BMI not best way to decide who needs bariatric surgery most

(Edmonton) Most people who receive bariatric surgery in Canada and around the world are obese women, even though their male counterparts are more at risk—especially if those men are smokers and have diabetes, according to newly published medical research from the University of Alberta.

Faculty of Medicine & Dentistry researchers Raj Padwal, Sumit Majumdar, Arya Sharma and colleagues published the results of their study in the peer-reviewed journal, JAMA Surgery. Their findings confirm what many have long suspected—that body mass index (a calculation based on height and weight) is not the best way to prioritize patients for bariatric surgery.

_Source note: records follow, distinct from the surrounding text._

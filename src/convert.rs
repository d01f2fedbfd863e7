use std::io::{BufRead, Write};

use serde::Serialize;

use crate::domain::ReferenceNumber;
use crate::error::LoadError;
use crate::input::decoded_lines;
use crate::output::BCP_DELIMITER;
use crate::record::SHORT_ARITY;
use crate::store::MappingStore;

#[derive(Debug, Clone, Default, PartialEq, Eq, Serialize)]
pub struct ConvertSummary {
    pub lines: usize,
    pub written: usize,
    pub blank: usize,
}

pub fn verify_identity(
    store: &dyn MappingStore,
    reference: &str,
    created_by: &str,
) -> Result<ReferenceNumber, LoadError> {
    let jnum = reference
        .parse::<ReferenceNumber>()
        .map_err(|_| LoadError::UnknownReference(reference.to_string()))?;
    if store.reference_by_jnum(&jnum)?.is_none() {
        return Err(LoadError::UnknownReference(jnum.to_string()));
    }
    if created_by.trim().is_empty() || store.user_by_login(created_by.trim())?.is_none() {
        return Err(LoadError::UnknownUser(created_by.to_string()));
    }
    Ok(jnum)
}

pub fn convert_curator_file<R: BufRead, W: Write>(
    reader: R,
    mut writer: W,
    reference: &str,
    created_by: &str,
) -> Result<ConvertSummary, LoadError> {
    let mut summary = ConvertSummary::default();
    for (index, line) in decoded_lines(reader).enumerate() {
        let line = line?;
        summary.lines += 1;
        if line.trim().is_empty() {
            summary.blank += 1;
            continue;
        }

        let fields = line.split('\t').collect::<Vec<_>>();
        if fields.len() < SHORT_ARITY {
            return Err(LoadError::InvalidLine {
                line: index + 1,
                content: line.clone(),
            });
        }
        let mut out = fields[..SHORT_ARITY - 1].to_vec();
        out.push(fields[SHORT_ARITY - 1].trim());
        out.push(reference);
        out.push(created_by);
        writeln!(writer, "{}", out.join(&BCP_DELIMITER.to_string()))
            .map_err(|err| LoadError::Filesystem(err.to_string()))?;
        summary.written += 1;
    }
    writer
        .flush()
        .map_err(|err| LoadError::Filesystem(err.to_string()))?;
    Ok(summary)
}
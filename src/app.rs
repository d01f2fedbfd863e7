use std::time::{Duration, Instant};

use chrono::Local;
use serde::Serialize;

use crate::config::ResolvedConfig;
use crate::error::LoadError;
use crate::input::open_input;
use crate::output::{OutputPaths, RunLog, write_batch};
use crate::processor::Rejection;
use crate::session::{ReconciliationSession, SessionOutput};
use crate::store::MappingStore;

pub const LOAD_DATE_FORMAT: &str = "%m/%d/%Y";
const LOG_TIME_FORMAT: &str = "%m/%d/%Y %H:%M:%S";

#[derive(Debug, Clone, Serialize)]
pub struct RunSummary {
    pub mode: String,
    pub input: String,
    pub lines: usize,
    pub accepted: usize,
    pub rejected: usize,
    pub blank: usize,
    pub note_lines: usize,
    pub reference_key: Option<i64>,
    pub experiments_created: usize,
    pub experiments_reused: usize,
    pub associations: usize,
    pub notes: usize,
    pub master_markers: usize,
    pub statements: usize,
    pub purged_associations: usize,
    pub persisted: bool,
    pub rejections: Vec<Rejection>,
    pub outputs: OutputFiles,
}

#[derive(Debug, Clone, Serialize)]
pub struct OutputFiles {
    pub experiments: String,
    pub accessions: String,
    pub associations: String,
    pub notes: String,
    pub master_markers: Option<String>,
    pub script: String,
    pub diagnostics: String,
    pub errors: String,
}

#[derive(Debug, Clone)]
pub struct ProgressEvent {
    pub message: String,
    pub elapsed: Option<Duration>,
}

pub trait ProgressSink {
    fn event(&self, event: ProgressEvent);
}

pub struct App<S: MappingStore> {
    store: S,
    config: ResolvedConfig,
}

impl<S: MappingStore> App<S> {
    pub fn new(store: S, config: ResolvedConfig) -> Self {
        Self { store, config }
    }

    pub fn config(&self) -> &ResolvedConfig {
        &self.config
    }

    pub fn store(&self) -> &S {
        &self.store
    }

    pub fn into_store(self) -> S {
        self.store
    }

    pub fn load(&mut self, sink: &dyn ProgressSink) -> Result<RunSummary, LoadError> {
        let today = Local::now().format(LOAD_DATE_FORMAT).to_string();
        self.load_with_date(&today, sink)
    }

    pub fn load_with_date(
        &mut self,
        load_date: &str,
        sink: &dyn ProgressSink,
    ) -> Result<RunSummary, LoadError> {
        let paths = OutputPaths::for_input(&self.config.input, &self.config.output_dir);
        let started = now();
        let mut diag = RunLog::create(&paths.diagnostics, &started)?;
        let mut errors = RunLog::create(&paths.errors, &started)?;
        self.write_parameters(&mut diag)?;

        let result = self.run(load_date, &paths, &mut diag, &mut errors, sink);
        if let Err(err) = &result {
            tracing::error!(error = %err, "load failed");
            if let Err(log_err) = errors.line(&err.to_string()) {
                tracing::warn!(error = %log_err, "could not record failure in error log");
            }
        }

        let ended = now();
        let closed = diag.finish(&ended).and(errors.finish(&ended));
        settle(result, closed)
    }

    fn run(
        &mut self,
        load_date: &str,
        paths: &OutputPaths,
        diag: &mut RunLog,
        errors: &mut RunLog,
        sink: &dyn ProgressSink,
    ) -> Result<RunSummary, LoadError> {
        let start = Instant::now();
        sink.event(ProgressEvent {
            message: "phase=Resolve; loading lookups".to_string(),
            elapsed: None,
        });
        let mut session = ReconciliationSession::open(&self.store, &self.config, load_date)?;
        if session.prime_per_run(&self.store)? {
            diag.line("Reference resolved before reading input")?;
        }

        sink.event(ProgressEvent {
            message: format!("phase=Process; reading {}", self.config.input),
            elapsed: None,
        });
        let reader = open_input(&self.config.input)?;
        session.process_reader(&self.store, reader, errors.writer())?;
        let output = session.finish();
        if output.note_dropped {
            errors.line("Note text found but no valid reference to attach it to")?;
        }

        sink.event(ProgressEvent {
            message: "phase=Write; writing row files".to_string(),
            elapsed: None,
        });
        write_batch(paths, &output.batch, self.config.master_markers)?;
        for statement in &output.batch.statements {
            diag.line(statement)?;
        }

        let persisted = self.config.mode.policy().persist;
        if persisted {
            self.persist(paths, &output, diag, sink)?;
        } else {
            diag.line("Preview mode: nothing loaded")?;
        }

        sink.event(ProgressEvent {
            message: format!(
                "phase=Done; {} accepted, {} rejected",
                output.stats.accepted, output.stats.rejected
            ),
            elapsed: Some(start.elapsed()),
        });
        tracing::info!(
            mode = %self.config.mode,
            accepted = output.stats.accepted,
            rejected = output.stats.rejected,
            persisted,
            "load complete"
        );
        Ok(self.summarize(paths, output, persisted))
    }

    fn persist(
        &mut self,
        paths: &OutputPaths,
        output: &SessionOutput,
        diag: &mut RunLog,
        sink: &dyn ProgressSink,
    ) -> Result<(), LoadError> {
        sink.event(ProgressEvent {
            message: "phase=Load; bulk loading rows".to_string(),
            elapsed: None,
        });
        if output.batch.is_empty() {
            tracing::warn!("no rows generated; nothing to load");
            diag.line("No rows generated")?;
            return Ok(());
        }
        for (table, file) in paths.load_plan(self.config.master_markers) {
            diag.line(&format!("load {table} from {file}"))?;
        }
        self.store.bulk_load(&output.batch)?;
        self.store.apply_script(&output.batch.script())?;
        self.store.publish_high_water(&output.high_water)?;
        Ok(())
    }

    fn write_parameters(&self, diag: &mut RunLog) -> Result<(), LoadError> {
        let config = &self.config;
        diag.line(&format!("Database: {}", config.database))?;
        diag.line(&format!("Input File: {}", config.input))?;
        diag.line(&format!("Mode: {}", config.mode))?;
        diag.line(&format!("Experiment Type: {}", config.experiment_type))?;
        diag.line(&format!("Accession Prefix: {}", config.accession_prefix))?;
        if let Some((reference, created_by)) = config.per_run_identity() {
            diag.line(&format!("Reference: {reference}"))?;
            diag.line(&format!("Created By: {created_by}"))?;
        }
        Ok(())
    }

    fn summarize(&self, paths: &OutputPaths, output: SessionOutput, persisted: bool) -> RunSummary {
        let batch = &output.batch;
        RunSummary {
            mode: self.config.mode.to_string(),
            input: self.config.input.to_string(),
            lines: output.stats.lines,
            accepted: output.stats.accepted,
            rejected: output.stats.rejected,
            blank: output.stats.blank,
            note_lines: output.stats.note_lines,
            reference_key: output.reference_key,
            experiments_created: output.experiments_created,
            experiments_reused: output.experiments_reused,
            associations: batch.associations.len(),
            notes: batch.notes.len(),
            master_markers: batch.master_markers.len(),
            statements: batch.statements.len(),
            purged_associations: output.prime.purged_associations,
            persisted,
            outputs: OutputFiles {
                experiments: paths.experiments.to_string(),
                accessions: paths.accessions.to_string(),
                associations: paths.associations.to_string(),
                notes: paths.notes.to_string(),
                master_markers: self
                    .config
                    .master_markers
                    .then(|| paths.master_markers.to_string()),
                script: paths.script.to_string(),
                diagnostics: paths.diagnostics.to_string(),
                errors: paths.errors.to_string(),
            },
            rejections: output.rejections,
        }
    }
}

fn now() -> String {
    Local::now().format(LOG_TIME_FORMAT).to_string()
}

// A failed run keeps its own error even when closing the logs also fails.
fn settle<T>(result: Result<T, LoadError>, closed: Result<(), LoadError>) -> Result<T, LoadError> {
    match (result, closed) {
        (Ok(value), Ok(())) => Ok(value),
        (Ok(_), Err(err)) => Err(err),
        (Err(err), Ok(())) => Err(err),
        (Err(err), Err(close_err)) => {
            tracing::warn!(error = %close_err, "could not close run logs");
            Err(err)
        }
    }
}

#[cfg(test)]
mod tests {
    use assert_matches::assert_matches;

    use super::*;

    #[test]
    fn run_failure_outlives_log_failure() {
        let result: Result<(), LoadError> = Err(LoadError::InvalidAssay("typo".to_string()));
        let closed = Err(LoadError::Filesystem("disk full".to_string()));
        assert_matches!(settle(result, closed), Err(LoadError::InvalidAssay(ref name)) if name == "typo");
    }

    #[test]
    fn log_failure_surfaces_after_clean_run() {
        let closed = Err(LoadError::Filesystem("disk full".to_string()));
        assert_matches!(settle(Ok(3), closed), Err(LoadError::Filesystem(_)));
        assert_matches!(settle(Ok(3), Ok(())), Ok(3));
    }
}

Padwal, Majumdar and Sharma wanted to find out whether simple parameters could be used to predict risk of death among obese patients. After reviewing more than 15,000 bariatric surgery patient records from the U.K., they discovered that gender, smoking status and diabetes accurately predicted those most at risk. “If we have to decide who should get the surgery first, it should be based on who has the highest risk of mortality,” said Sharma. “We looked at thousands of patient files and many different parameters, and surprisingly enough it came down to three things—if you’re male, you’re a smoker and you have diabetes, you have the highest risk.

“If you’re a female non-smoker without diabetes—which, incidentally, is who is being operated on in general around the world—you have the lowest risk. Bariatric surgery is most often offered to younger, female non-smokers who don’t have diabetes.”

Worldwide, about 350,000 bariatric surgeries are performed each year.

“These surgeries are being done, but are the wrong people getting them? The current BMI cut-off is missing the boat on those who need it most. Having diabetes is more important than BMI as a risk factor. Our research showed BMI didn’t really matter—so size alone isn’t a good way to decide who should get the surgery.”

Padwal, the principal investigator, said diabetes was the strongest predictor of death, noting that obese patients with diabetes were more than twice as likely to die as obese patients without diabetes. Smoking increased risk of death 1.6 times, and being male increased risk 1.5 times.

The researchers created a simple mortality risk calculator that physicians can use to determine the risk of death in patients eligible for bariatric surgery, by inputting age, gender, smoking status and whether the patient has diabetes.

“We think this will be a useful tool for physicians,” Padwal said. “It’s simple math that will predict a patient’s risk of death. For example, if you’re a middle-aged, male smoker with diabetes, your risk of dying in 10 years is 10 times higher than that of a young, female non-smoker who doesn’t have diabetes—irrespective of BMI.”

Sharma, Padwal and Majumdar hope their research will result in changes to clinical practice.

Their research was funded by the Canadian Institutes of Health Research.